Suddenly this idea of stillness became a very daunting prospect, one which I found myself struggling to relate to. The closest I have to come to any such experience is a day without any flatmates or girlfriend, when I visited a gallery and forced myself to read instead of watching Netflix. Needless to say, whilst I certainly enjoyed my day and did a fair bit of good thinking, I wasn’t quite able to establish the foundations for one of the worlds three major religions.
It struck me though that what I engaged in is still a perfectly valid example of stillness. If we were to judge our engagements with any practise by it’s greatest examples we would spend the large majority of our life dissatisfied.
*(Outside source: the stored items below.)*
//! The fixed tool table advertised through `tools/list`.

use rpgforge_core::artifact::ArtifactType;
use rpgforge_core::document::DocumentType;
use rpgforge_core::provider::ToolDefinition;
use serde_json::{Value, json};

/// Which artifact, if any, a generative tool persists on success.
#[derive(Debug, Clone, Copy, PartialEq, Eq)]
pub enum ArtifactRule {
    None,
    Fixed(ArtifactType),
    /// The caller picks the type through `artifact_type`.
    FromArguments,
}

/// How a tool is answered.
#[derive(Debug, Clone, Copy, PartialEq, Eq)]
pub enum ToolKind {
    /// Answered from the document and artifact stores.
    Local,
    /// Answered by the completion backend, grounded in these document types.
    Generative {
        reference_types: &'static [DocumentType],
        artifact: ArtifactRule,
    },
}

pub struct ToolSpec {
    pub name: &'static str,
    pub description: &'static str,
    pub schema: fn() -> Value,
    pub kind: ToolKind,
}

impl ToolSpec {
    pub fn definition(&self) -> ToolDefinition {
        ToolDefinition {
            name: self.name.to_string(),
            description: self.description.to_string(),
            input_schema: (self.schema)(),
        }
    }

    pub fn is_generative(&self) -> bool {
        matches!(self.kind, ToolKind::Generative { .. })
    }
}

const DOCUMENT_TYPES: &[&str] = &[
    "standards",
    "procedures",
    "best_practices",
    "reference",
    "examples",
    "conversion_guide",
];
const CODE_TYPES: &[&str] = &["sql", "db2", "rpg", "procedure"];

fn document_type_filter() -> Value {
    let mut values = vec!["all"];
    values.extend_from_slice(DOCUMENT_TYPES);
    json!({
        "type": "string",
        "enum": values,
        "description": "Filter by document type",
        "default": "all"
    })
}

fn upload_document_schema() -> Value {
    json!({
        "type": "object",
        "properties": {
            "filename": { "type": "string", "description": "Name of the file, with a .pdf, .md or .markdown extension" },
            "document_type": { "type": "string", "enum": DOCUMENT_TYPES, "description": "Type of document being uploaded" },
            "description": { "type": "string", "description": "Brief description of the document content" },
            "content": { "type": "string", "description": "Markdown text of the document" },
            "content_base64": { "type": "string", "description": "Base64-encoded file bytes (PDF or Markdown)" }
        },
        "required": ["filename", "document_type"]
    })
}

fn search_references_schema() -> Value {
    json!({
        "type": "object",
        "properties": {
            "query": { "type": "string", "description": "Search query for finding relevant documentation" },
            "document_type": document_type_filter(),
            "max_results": { "type": "integer", "description": "Maximum number of results to return", "default": 5, "minimum": 1, "maximum": 50 }
        },
        "required": ["query"]
    })
}

fn extract_code_examples_schema() -> Value {
    json!({
        "type": "object",
        "properties": {
            "code_type": { "type": "string", "enum": ["all", "sql", "db2", "rpg", "procedure"], "description": "Type of code to extract", "default": "all" },
            "topic": { "type": "string", "description": "Specific topic or functionality to find examples for" }
        }
    })
}

fn find_sections_schema() -> Value {
    json!({
        "type": "object",
        "properties": {
            "title": { "type": "string", "description": "Case-insensitive substring of the section title" },
            "document_id": { "type": "string", "description": "Limit to one document" },
            "content_type": { "type": "string", "enum": ["text", "code", "table"] },
            "document_name": { "type": "string", "description": "Case-insensitive substring of the document filename" },
            "document_type": document_type_filter(),
            "include_body": { "type": "boolean", "description": "Return section bodies as well as titles", "default": false }
        }
    })
}

fn list_documents_schema() -> Value {
    json!({
        "type": "object",
        "properties": { "document_type": document_type_filter() }
    })
}

fn list_artifacts_schema() -> Value {
    let mut values = vec!["all"];
    values.extend(ArtifactType::ALL.iter().map(|t| t.as_str()));
    json!({
        "type": "object",
        "properties": {
            "artifact_type": { "type": "string", "enum": values, "default": "all" }
        }
    })
}

fn get_artifact_schema() -> Value {
    json!({
        "type": "object",
        "properties": { "artifact_id": { "type": "string", "description": "Id returned when the artifact was created" } },
        "required": ["artifact_id"]
    })
}

fn generate_code_schema() -> Value {
    json!({
        "type": "object",
        "properties": {
            "requirements": { "type": "string", "description": "Detailed requirements for the code to be generated" },
            "code_type": { "type": "string", "enum": CODE_TYPES, "description": "Type of code to generate" },
            "style_guide": { "type": "string", "description": "Specific style guide or standards to follow", "default": "company_standards" },
            "include_comments": { "type": "boolean", "description": "Include detailed comments in generated code", "default": true }
        },
        "required": ["requirements", "code_type"]
    })
}

fn review_code_schema() -> Value {
    json!({
        "type": "object",
        "properties": {
            "code": { "type": "string", "description": "Code to be reviewed" },
            "code_type": { "type": "string", "enum": CODE_TYPES, "description": "Type of code being reviewed" },
            "review_level": { "type": "string", "enum": ["basic", "detailed", "comprehensive"], "default": "detailed" }
        },
        "required": ["code", "code_type"]
    })
}

fn explain_code_schema() -> Value {
    json!({
        "type": "object",
        "properties": {
            "code": { "type": "string", "description": "Code to be explained" },
            "explanation_level": { "type": "string", "enum": ["beginner", "intermediate", "advanced"], "default": "intermediate" },
            "include_references": { "type": "boolean", "description": "Cite the documentation sources used", "default": true }
        },
        "required": ["code"]
    })
}

fn create_artifact_schema() -> Value {
    json!({
        "type": "object",
        "properties": {
            "artifact_type": { "type": "string", "enum": ["module", "procedure", "package", "complete_program"], "description": "Type of artifact to create" },
            "specifications": { "type": "string", "description": "Detailed specifications for the artifact" },
            "include_documentation": { "type": "boolean", "description": "Include comprehensive documentation", "default": true }
        },
        "required": ["artifact_type", "specifications"]
    })
}

fn convert_rpg_schema() -> Value {
    json!({
        "type": "object",
        "properties": {
            "code": { "type": "string", "description": "Fixed-form or mixed RPG source" },
            "preserve_comments": { "type": "boolean", "default": true }
        },
        "required": ["code"]
    })
}

fn analyze_rpg_schema() -> Value {
    json!({
        "type": "object",
        "properties": {
            "code": { "type": "string", "description": "RPG source to analyze" },
            "focus": { "type": "string", "description": "Aspect to concentrate on, e.g. 'error handling' or 'file access'" }
        },
        "required": ["code"]
    })
}

pub static TOOL_SPECS: &[ToolSpec] = &[
    ToolSpec {
        name: "upload_document",
        description: "Upload PDF or Markdown documents containing coding standards and references",
        schema: upload_document_schema,
        kind: ToolKind::Local,
    },
    ToolSpec {
        name: "search_references",
        description: "Search through uploaded documents for specific topics or code patterns",
        schema: search_references_schema,
        kind: ToolKind::Local,
    },
    ToolSpec {
        name: "extract_code_examples",
        description: "Extract code examples and patterns from reference documents",
        schema: extract_code_examples_schema,
        kind: ToolKind::Local,
    },
    ToolSpec {
        name: "find_sections",
        description: "Find titled sections of uploaded documents by title, document or content type",
        schema: find_sections_schema,
        kind: ToolKind::Local,
    },
    ToolSpec {
        name: "list_documents",
        description: "List all uploaded reference documents with metadata",
        schema: list_documents_schema,
        kind: ToolKind::Local,
    },
    ToolSpec {
        name: "list_artifacts",
        description: "List generated artifacts",
        schema: list_artifacts_schema,
        kind: ToolKind::Local,
    },
    ToolSpec {
        name: "get_artifact",
        description: "Fetch the full content of a generated artifact",
        schema: get_artifact_schema,
        kind: ToolKind::Local,
    },
    ToolSpec {
        name: "generate_code",
        description: "Generate new code based on requirements and reference standards",
        schema: generate_code_schema,
        kind: ToolKind::Generative {
            reference_types: &[
                DocumentType::Standards,
                DocumentType::BestPractices,
                DocumentType::Examples,
            ],
            artifact: ArtifactRule::Fixed(ArtifactType::GeneratedCode),
        },
    },
    ToolSpec {
        name: "review_code",
        description: "Review existing code against uploaded standards and best practices",
        schema: review_code_schema,
        kind: ToolKind::Generative {
            reference_types: &[DocumentType::Standards, DocumentType::BestPractices],
            artifact: ArtifactRule::None,
        },
    },
    ToolSpec {
        name: "explain_code",
        description: "Explain code functionality and structure using reference documentation",
        schema: explain_code_schema,
        kind: ToolKind::Generative {
            reference_types: &[
                DocumentType::Reference,
                DocumentType::Standards,
                DocumentType::Examples,
            ],
            artifact: ArtifactRule::None,
        },
    },
    ToolSpec {
        name: "create_artifact",
        description: "Create large code artifacts (files, modules) with proper structure",
        schema: create_artifact_schema,
        kind: ToolKind::Generative {
            reference_types: &[
                DocumentType::Standards,
                DocumentType::BestPractices,
                DocumentType::Examples,
                DocumentType::Procedures,
            ],
            artifact: ArtifactRule::FromArguments,
        },
    },
    ToolSpec {
        name: "convert_rpg_to_freeform",
        description: "Convert fixed-form RPG to fully free-form RPG following the uploaded conversion guides",
        schema: convert_rpg_schema,
        kind: ToolKind::Generative {
            reference_types: &[
                DocumentType::ConversionGuide,
                DocumentType::Standards,
                DocumentType::Examples,
            ],
            artifact: ArtifactRule::Fixed(ArtifactType::ConvertedSource),
        },
    },
    ToolSpec {
        name: "analyze_rpg_syntax",
        description: "Analyze RPG source structure, legacy constructs and modernization opportunities",
        schema: analyze_rpg_schema,
        kind: ToolKind::Generative {
            reference_types: &[DocumentType::ConversionGuide, DocumentType::Reference],
            artifact: ArtifactRule::None,
        },
    },
];

pub fn lookup(name: &str) -> Option<&'static ToolSpec> {
    TOOL_SPECS.iter().find(|s| s.name == name)
}

/// Definitions for `tools/list`, in table order.
pub fn definitions() -> Vec<ToolDefinition> {
    TOOL_SPECS.iter().map(ToolSpec::definition).collect()
}

pub fn tool_names() -> Vec<&'static str> {
    TOOL_SPECS.iter().map(|s| s.name).collect()
}

#[cfg(test)]
mod tests {
    use super::*;
    use crate::args::ToolInvocation;

    #[test]
    fn names_are_unique() {
        let mut names = tool_names();
        names.sort_unstable();
        names.dedup();
        assert_eq!(names.len(), TOOL_SPECS.len());
    }

    #[test]
    fn every_tool_parses_its_own_required_fields() {
        for spec in TOOL_SPECS {
            let schema = (spec.schema)();
            assert_eq!(schema["type"], "object", "{}", spec.name);
            // Unknown-tool rejection must never fire for a listed tool.
            let err = ToolInvocation::parse(spec.name, json!({})).err();
            assert!(
                !matches!(err, Some(rpgforge_core::error::ToolError::UnknownTool(_))),
                "{}",
                spec.name
            );
        }
    }

    #[test]
    fn generative_tools_have_reference_types() {
        for spec in TOOL_SPECS {
            if let ToolKind::Generative { reference_types, .. } = spec.kind {
                assert!(!reference_types.is_empty(), "{}", spec.name);
            }
        }
        assert!(lookup("generate_code").unwrap().is_generative());
        assert!(!lookup("list_documents").unwrap().is_generative());
        assert!(lookup("nope").is_none());
    }

    #[test]
    fn definitions_use_mcp_shape() {
        let defs = definitions();
        assert_eq!(defs.len(), TOOL_SPECS.len());
        let json = serde_json::to_value(&defs[0]).unwrap();
        assert!(json.get("inputSchema").is_some());
    }
}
There is a sense in which this idea of stillness is associated with the troubled artist, with the sensitive recluse or with those blessed with a seemingly transcendent wisdom. But surely the reality is that it is a process that each and everyone of us engages in everyday. Whether it be reading a book on the toilet, that morning commute listening to your favourite music, that walk to the corner shop, those minutes before sleep recounting the day; we all on some level take moments to pause from our daily concerns, hit that reset button, reorder our thoughts. It would be an eccentric soul who seeks distraction and interaction at every moment of every day, perhaps a soul more eccentric than those that seek solitude.
The difference then between the everyday person and those who experience solitude in a profound way is perhaps little more than attitude. By acknowledging and then maybe actively engaging in regular moments of stillness, whatever that experience may constitute for you, we can gain a certain perspective on our lives. There is little point living this life if we don’t, once in a while, stop and enjoy the view. For some a fleeting glance is enough, the odd short pit stop and they are happy to get back on with all the various aspects that make our lives. For others, those moments of reflection and stillness are what they most enjoy, what they find most inductive to their own happiness or pursuits.
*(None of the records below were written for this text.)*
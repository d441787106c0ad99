//! Retry wrapper: bounded attempts with per-attempt timeouts and
//! exponential backoff.
//!
//! Transient failures (timeouts, rate limits, 5xx, network errors) are
//! retried. Authentication and configuration failures are returned on the
//! first occurrence.

use async_trait::async_trait;
use rpgforge_core::error::ProviderError;
use rpgforge_core::provider::*;
use std::sync::Arc;
use std::time::Duration;
use tracing::{info, warn};

/// How many times and how patiently to call the backend.
#[derive(Debug, Clone, Copy, PartialEq, Eq)]
pub struct RetryPolicy {
    /// Total attempts, including the first one. At least 1.
    pub max_attempts: u32,
    pub base_delay: Duration,
    pub max_delay: Duration,
    /// Deadline for a single attempt.
    pub timeout: Duration,
}

impl Default for RetryPolicy {
    fn default() -> Self {
        Self {
            max_attempts: 3,
            base_delay: Duration::from_millis(500),
            max_delay: Duration::from_millis(8000),
            timeout: Duration::from_secs(120),
        }
    }
}

impl RetryPolicy {
    pub fn from_config(config: &rpgforge_config::LlmConfig) -> Self {
        Self {
            max_attempts: config.max_attempts.max(1),
            base_delay: Duration::from_millis(config.base_delay_ms),
            max_delay: Duration::from_millis(config.max_delay_ms),
            timeout: Duration::from_secs(config.timeout_secs),
        }
    }

    /// Backoff before the attempt following failed attempt `attempt` (1-based).
    ///
    /// Doubles from `base_delay` and never exceeds `max_delay`. A rate-limit
    /// hint from the backend raises the wait toward the hint, still capped
    /// at `max_delay`.
    pub fn delay_after(&self, attempt: u32, error: &ProviderError) -> Duration {
        let exponent = attempt.saturating_sub(1).min(16);
        let backoff = self
            .base_delay
            .saturating_mul(1u32 << exponent)
            .min(self.max_delay);

        match error {
            ProviderError::RateLimited { retry_after_secs } => {
                backoff
                    .max(Duration::from_secs(*retry_after_secs))
                    .min(self.max_delay)
            }
            _ => backoff,
        }
    }
}

/// A provider that retries another provider according to a [`RetryPolicy`].
pub struct RetryingProvider {
    inner: Arc<dyn Provider>,
    policy: RetryPolicy,
}

impl RetryingProvider {
    pub fn new(inner: Arc<dyn Provider>, policy: RetryPolicy) -> Self {
        Self { inner, policy }
    }

    pub fn policy(&self) -> &RetryPolicy {
        &self.policy
    }
}

#[async_trait]
impl Provider for RetryingProvider {
    fn name(&self) -> &str {
        self.inner.name()
    }

    async fn complete(
        &self,
        request: ProviderRequest,
    ) -> std::result::Result<ProviderResponse, ProviderError> {
        let max_attempts = self.policy.max_attempts.max(1);
        let provider_name = self.inner.name().to_string();
        let mut attempt = 0;

        loop {
            attempt += 1;

            let error = match tokio::time::timeout(
                self.policy.timeout,
                self.inner.complete(request.clone()),
            )
            .await
            {
                Ok(Ok(response)) => {
                    if attempt > 1 {
                        info!(provider = %provider_name, attempt, "Retry: call succeeded");
                    }
                    return Ok(response);
                }
                Ok(Err(e)) => e,
                Err(_) => ProviderError::Timeout(format!(
                    "Provider '{}' timed out after {}s",
                    provider_name,
                    self.policy.timeout.as_secs()
                )),
            };

            if !error.is_retryable() {
                warn!(provider = %provider_name, error = %error, "Retry: non-retryable failure");
                return Err(error);
            }

            if attempt >= max_attempts {
                warn!(
                    provider = %provider_name,
                    attempts = attempt,
                    error = %error,
                    "Retry: attempts exhausted"
                );
                return Err(error);
            }

            let delay = self.policy.delay_after(attempt, &error);
            warn!(
                provider = %provider_name,
                attempt,
                total = max_attempts,
                delay_ms = delay.as_millis() as u64,
                error = %error,
                "Retry: call failed, backing off"
            );
            tokio::time::sleep(delay).await;
        }
    }

    async fn health_check(&self) -> std::result::Result<bool, ProviderError> {
        self.inner.health_check().await
    }
}
//! Application constants

/// Maximum accepted size for a video upload (200 MB)
pub const MAX_UPLOAD_SIZE: usize = 200 * 1024 * 1024;

/// Default directory for persisted uploads
pub const DEFAULT_UPLOAD_DIR: &str = "./assets";

/// Default listen port
pub const DEFAULT_PORT: &str = "5000";
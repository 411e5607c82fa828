pub mod model;

use axum::{Router, routing::get};
use std::sync::Arc;

use crate::AppState;
use crate::model::Model;

/// Build all routes for the API
pub fn build_routes<M: Model>() -> Router<Arc<AppState<M>>> {
    Router::new()
        .route("/health", get(health))
        .merge(model::routes())
}

async fn health() -> &'static str {
    "ok"
}
//! Error handling utilities for route handlers

use axum::Json;
use axum::http::StatusCode;
use serde::Serialize;

/// JSON body returned for request-level failures
#[derive(Serialize)]
pub struct ErrorBody {
    pub status: String,
    pub message: String,
}

/// Status code plus structured body; implements `IntoResponse` as a tuple.
pub type ApiError = (StatusCode, Json<ErrorBody>);

pub fn api_error(status: StatusCode, message: &str) -> ApiError {
    (
        status,
        Json(ErrorBody {
            status: "error".to_string(),
            message: message.to_string(),
        }),
    )
}

pub fn bad_request(message: &str) -> ApiError {
    api_error(StatusCode::BAD_REQUEST, message)
}

/// Extension trait for logging errors and converting to a structured response
pub trait LogErr<T> {
    /// Log the error with context and return `context` to the client under
    /// the given status code.
    fn log_err(self, context: &str, status: StatusCode) -> Result<T, ApiError>;
}

impl<T, E: std::fmt::Display> LogErr<T> for Result<T, E> {
    fn log_err(self, context: &str, status: StatusCode) -> Result<T, ApiError> {
        self.map_err(|e| {
            eprintln!("{}: {}", context, e);
            api_error(status, context)
        })
    }
}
No one way is more significant than the other, stillness is a part of our lives to some degree whoever we may be, not this profound experience of the wise. It is perhaps a regrettable aspect of modern life that more and more people miss out on experiencing as much stillness as perhaps they should, or rather would, find enjoyable, due not only to our busy lives but also the damage of the pseudo-profundity that seems to surround those who actively engage in stillness.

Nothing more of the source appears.